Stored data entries
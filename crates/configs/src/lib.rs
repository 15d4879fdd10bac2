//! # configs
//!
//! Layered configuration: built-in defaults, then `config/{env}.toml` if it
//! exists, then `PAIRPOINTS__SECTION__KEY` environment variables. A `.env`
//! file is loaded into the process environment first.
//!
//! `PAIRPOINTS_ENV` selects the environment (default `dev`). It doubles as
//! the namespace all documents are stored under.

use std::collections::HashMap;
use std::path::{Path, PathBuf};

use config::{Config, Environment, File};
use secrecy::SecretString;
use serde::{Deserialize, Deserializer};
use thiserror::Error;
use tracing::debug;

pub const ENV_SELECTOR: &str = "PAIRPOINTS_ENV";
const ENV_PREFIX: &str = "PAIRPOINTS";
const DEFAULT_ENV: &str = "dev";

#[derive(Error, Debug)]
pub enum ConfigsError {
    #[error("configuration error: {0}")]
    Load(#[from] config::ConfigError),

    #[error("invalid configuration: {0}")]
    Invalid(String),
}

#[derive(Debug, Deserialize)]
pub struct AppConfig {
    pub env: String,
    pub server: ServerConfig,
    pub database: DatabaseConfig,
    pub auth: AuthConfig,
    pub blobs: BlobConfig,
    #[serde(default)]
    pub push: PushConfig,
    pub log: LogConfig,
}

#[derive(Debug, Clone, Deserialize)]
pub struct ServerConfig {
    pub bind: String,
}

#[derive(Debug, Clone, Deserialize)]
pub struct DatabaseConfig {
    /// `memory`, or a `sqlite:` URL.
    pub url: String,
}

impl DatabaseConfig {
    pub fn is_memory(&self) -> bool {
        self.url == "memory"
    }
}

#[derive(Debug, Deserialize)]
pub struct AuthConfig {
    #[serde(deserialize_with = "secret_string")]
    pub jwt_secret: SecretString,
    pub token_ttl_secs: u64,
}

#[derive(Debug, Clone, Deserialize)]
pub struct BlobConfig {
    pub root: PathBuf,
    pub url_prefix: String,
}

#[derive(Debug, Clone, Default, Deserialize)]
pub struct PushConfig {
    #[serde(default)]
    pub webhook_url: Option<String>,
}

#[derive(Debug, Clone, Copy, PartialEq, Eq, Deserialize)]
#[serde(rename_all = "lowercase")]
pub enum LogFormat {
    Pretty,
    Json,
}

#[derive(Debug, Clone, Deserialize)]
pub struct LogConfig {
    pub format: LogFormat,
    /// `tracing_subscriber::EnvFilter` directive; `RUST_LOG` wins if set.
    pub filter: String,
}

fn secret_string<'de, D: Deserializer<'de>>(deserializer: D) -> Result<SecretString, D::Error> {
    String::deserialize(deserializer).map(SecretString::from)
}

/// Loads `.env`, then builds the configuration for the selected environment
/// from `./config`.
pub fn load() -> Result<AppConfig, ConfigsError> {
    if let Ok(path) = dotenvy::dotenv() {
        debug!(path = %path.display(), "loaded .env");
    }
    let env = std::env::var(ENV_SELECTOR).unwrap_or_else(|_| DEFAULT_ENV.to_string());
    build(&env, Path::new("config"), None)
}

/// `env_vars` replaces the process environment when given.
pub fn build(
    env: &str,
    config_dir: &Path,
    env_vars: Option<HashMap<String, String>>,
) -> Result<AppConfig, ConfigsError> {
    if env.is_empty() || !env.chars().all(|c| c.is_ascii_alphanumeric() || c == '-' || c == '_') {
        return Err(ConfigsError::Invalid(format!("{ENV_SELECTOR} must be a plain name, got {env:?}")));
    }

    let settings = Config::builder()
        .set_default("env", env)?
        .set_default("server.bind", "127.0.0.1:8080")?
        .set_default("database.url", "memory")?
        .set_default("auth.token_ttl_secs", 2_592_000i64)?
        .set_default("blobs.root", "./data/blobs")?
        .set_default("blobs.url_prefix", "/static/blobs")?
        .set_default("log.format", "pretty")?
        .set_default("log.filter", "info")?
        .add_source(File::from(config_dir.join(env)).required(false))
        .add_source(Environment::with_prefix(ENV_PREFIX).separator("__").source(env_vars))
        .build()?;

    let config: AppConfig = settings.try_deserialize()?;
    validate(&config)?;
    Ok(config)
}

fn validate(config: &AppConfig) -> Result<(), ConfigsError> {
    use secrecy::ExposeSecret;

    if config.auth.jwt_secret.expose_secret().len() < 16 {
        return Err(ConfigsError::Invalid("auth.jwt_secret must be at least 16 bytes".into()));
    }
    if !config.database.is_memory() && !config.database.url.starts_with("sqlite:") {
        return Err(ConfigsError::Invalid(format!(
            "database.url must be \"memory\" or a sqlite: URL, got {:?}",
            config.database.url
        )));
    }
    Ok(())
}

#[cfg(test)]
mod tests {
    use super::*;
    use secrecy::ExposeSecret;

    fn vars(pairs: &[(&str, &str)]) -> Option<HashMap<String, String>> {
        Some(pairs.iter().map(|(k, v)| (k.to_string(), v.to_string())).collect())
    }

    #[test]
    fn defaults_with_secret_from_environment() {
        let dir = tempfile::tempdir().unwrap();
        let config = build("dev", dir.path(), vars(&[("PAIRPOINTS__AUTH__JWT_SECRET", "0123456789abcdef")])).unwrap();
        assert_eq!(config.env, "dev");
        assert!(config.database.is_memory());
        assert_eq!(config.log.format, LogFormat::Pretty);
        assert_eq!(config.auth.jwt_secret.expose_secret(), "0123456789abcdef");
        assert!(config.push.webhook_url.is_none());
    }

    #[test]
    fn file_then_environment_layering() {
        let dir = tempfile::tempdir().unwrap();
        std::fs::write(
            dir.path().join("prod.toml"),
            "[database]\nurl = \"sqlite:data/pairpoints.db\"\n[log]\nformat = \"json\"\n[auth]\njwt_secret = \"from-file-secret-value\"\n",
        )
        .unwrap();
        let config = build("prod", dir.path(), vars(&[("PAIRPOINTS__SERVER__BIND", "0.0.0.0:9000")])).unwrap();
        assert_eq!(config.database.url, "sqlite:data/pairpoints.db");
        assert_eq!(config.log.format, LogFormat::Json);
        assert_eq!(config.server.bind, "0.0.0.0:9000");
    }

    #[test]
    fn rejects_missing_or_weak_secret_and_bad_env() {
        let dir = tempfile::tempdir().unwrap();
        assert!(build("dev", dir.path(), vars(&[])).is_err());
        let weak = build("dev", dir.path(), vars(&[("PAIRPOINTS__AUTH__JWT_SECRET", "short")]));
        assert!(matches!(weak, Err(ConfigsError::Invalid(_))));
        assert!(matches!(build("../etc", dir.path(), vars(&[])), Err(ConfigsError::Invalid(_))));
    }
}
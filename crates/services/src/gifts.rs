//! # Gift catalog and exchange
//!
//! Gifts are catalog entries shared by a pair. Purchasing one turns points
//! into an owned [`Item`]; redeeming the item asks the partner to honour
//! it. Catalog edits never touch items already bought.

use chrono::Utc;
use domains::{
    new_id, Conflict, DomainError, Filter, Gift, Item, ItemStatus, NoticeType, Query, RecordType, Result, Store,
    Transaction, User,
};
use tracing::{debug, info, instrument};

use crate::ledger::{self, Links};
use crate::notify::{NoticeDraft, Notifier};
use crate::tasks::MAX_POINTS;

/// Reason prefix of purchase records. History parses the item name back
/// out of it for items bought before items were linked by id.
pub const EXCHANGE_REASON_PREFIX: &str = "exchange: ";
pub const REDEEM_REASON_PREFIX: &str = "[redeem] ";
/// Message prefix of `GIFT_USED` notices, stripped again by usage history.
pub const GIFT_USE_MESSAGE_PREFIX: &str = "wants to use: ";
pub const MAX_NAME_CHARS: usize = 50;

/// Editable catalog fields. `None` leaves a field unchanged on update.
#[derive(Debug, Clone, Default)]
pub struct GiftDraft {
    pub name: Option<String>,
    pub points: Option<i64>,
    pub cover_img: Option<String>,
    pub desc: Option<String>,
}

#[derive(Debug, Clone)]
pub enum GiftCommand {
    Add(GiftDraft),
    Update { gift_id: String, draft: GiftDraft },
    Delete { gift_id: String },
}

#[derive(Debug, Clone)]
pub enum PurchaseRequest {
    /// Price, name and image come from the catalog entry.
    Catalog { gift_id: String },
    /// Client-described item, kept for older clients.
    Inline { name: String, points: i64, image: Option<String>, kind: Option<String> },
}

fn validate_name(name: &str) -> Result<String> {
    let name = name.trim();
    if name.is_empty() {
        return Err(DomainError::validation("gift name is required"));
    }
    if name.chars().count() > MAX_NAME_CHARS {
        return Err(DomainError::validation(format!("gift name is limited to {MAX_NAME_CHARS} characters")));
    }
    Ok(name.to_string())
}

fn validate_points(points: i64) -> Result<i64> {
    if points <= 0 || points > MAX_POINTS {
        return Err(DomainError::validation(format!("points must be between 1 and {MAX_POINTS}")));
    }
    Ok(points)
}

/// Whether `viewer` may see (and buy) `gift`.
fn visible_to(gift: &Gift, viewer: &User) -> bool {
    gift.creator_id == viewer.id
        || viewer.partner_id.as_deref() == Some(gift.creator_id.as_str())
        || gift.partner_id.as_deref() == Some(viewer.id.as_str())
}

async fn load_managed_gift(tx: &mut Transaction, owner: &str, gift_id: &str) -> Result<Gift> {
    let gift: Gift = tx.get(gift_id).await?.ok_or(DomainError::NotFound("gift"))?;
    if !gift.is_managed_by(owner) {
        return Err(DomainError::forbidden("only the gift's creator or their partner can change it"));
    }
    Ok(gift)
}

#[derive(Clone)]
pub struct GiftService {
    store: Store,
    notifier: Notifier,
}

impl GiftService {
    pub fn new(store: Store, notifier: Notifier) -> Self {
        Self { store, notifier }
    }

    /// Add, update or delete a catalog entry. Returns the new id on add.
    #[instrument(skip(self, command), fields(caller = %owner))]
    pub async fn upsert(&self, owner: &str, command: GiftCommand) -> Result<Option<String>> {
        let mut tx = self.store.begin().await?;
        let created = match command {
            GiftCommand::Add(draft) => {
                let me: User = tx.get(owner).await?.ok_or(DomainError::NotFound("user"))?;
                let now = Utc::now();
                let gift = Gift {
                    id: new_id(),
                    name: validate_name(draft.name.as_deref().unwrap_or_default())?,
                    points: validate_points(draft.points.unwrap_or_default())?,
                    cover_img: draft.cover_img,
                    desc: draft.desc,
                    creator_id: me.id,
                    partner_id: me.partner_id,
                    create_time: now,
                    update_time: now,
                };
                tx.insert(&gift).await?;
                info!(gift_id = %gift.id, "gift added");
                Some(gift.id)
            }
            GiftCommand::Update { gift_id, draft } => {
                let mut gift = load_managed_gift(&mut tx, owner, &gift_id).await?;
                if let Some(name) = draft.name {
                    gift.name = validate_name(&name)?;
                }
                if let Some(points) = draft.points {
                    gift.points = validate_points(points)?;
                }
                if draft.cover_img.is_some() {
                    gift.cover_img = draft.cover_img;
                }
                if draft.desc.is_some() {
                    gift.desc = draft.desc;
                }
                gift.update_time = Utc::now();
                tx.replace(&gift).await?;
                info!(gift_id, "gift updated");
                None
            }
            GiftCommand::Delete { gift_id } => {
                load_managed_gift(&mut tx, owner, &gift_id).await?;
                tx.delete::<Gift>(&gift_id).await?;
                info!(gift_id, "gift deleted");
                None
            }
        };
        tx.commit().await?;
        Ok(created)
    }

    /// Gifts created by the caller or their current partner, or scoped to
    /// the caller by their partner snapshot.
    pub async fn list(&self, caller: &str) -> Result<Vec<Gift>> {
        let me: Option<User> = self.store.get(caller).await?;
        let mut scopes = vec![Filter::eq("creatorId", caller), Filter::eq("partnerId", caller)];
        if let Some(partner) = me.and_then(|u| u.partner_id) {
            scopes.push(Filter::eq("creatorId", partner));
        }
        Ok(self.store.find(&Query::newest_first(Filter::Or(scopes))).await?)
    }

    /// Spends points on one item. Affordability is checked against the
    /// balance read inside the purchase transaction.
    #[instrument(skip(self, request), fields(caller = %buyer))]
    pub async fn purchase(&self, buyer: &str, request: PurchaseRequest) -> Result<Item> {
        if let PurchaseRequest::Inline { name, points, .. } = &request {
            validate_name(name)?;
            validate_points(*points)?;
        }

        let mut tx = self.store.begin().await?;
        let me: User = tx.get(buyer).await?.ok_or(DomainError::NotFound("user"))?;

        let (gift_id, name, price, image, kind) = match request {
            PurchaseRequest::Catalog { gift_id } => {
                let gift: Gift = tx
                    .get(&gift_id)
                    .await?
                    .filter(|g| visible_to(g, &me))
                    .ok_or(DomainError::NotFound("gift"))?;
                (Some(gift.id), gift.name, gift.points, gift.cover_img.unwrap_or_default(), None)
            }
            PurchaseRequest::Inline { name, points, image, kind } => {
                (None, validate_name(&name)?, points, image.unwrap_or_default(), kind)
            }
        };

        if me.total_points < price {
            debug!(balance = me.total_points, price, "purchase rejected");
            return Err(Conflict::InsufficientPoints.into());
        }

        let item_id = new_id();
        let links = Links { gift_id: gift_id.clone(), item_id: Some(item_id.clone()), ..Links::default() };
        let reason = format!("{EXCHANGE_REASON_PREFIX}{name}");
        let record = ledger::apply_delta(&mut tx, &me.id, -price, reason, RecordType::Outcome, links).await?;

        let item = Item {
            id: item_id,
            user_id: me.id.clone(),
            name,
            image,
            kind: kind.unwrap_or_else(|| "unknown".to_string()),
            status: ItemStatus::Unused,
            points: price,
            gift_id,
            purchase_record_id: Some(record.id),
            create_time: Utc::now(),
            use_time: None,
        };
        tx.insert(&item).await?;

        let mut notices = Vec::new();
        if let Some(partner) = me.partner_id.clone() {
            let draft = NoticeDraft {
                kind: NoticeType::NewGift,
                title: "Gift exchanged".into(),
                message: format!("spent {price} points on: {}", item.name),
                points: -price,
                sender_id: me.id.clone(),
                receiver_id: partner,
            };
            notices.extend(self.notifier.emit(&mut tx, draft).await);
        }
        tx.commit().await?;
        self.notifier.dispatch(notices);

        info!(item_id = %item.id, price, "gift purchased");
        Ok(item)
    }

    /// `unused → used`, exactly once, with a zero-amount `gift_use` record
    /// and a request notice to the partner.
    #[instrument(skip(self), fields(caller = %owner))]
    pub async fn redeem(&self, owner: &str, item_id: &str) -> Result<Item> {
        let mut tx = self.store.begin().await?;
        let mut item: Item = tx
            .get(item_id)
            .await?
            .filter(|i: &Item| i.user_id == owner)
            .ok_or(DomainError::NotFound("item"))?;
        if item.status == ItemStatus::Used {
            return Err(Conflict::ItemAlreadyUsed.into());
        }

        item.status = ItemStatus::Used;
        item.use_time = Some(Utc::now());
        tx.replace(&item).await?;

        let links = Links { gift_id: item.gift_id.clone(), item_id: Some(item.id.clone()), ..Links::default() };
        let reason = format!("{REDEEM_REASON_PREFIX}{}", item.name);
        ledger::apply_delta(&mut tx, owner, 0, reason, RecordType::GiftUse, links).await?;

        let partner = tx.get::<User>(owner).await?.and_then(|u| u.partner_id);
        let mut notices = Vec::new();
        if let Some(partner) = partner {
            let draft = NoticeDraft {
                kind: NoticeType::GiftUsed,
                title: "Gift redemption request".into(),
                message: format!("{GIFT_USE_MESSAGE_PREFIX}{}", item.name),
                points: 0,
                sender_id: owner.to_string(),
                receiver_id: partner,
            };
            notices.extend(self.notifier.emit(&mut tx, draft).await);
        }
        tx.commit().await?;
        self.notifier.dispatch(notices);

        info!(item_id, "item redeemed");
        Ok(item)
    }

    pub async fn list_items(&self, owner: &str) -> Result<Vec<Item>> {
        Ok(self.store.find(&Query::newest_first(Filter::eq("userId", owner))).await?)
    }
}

§ **Task instructions**
How many lines of these records include the word "sqlite"? Only the number should be written.

§ **Task result**
5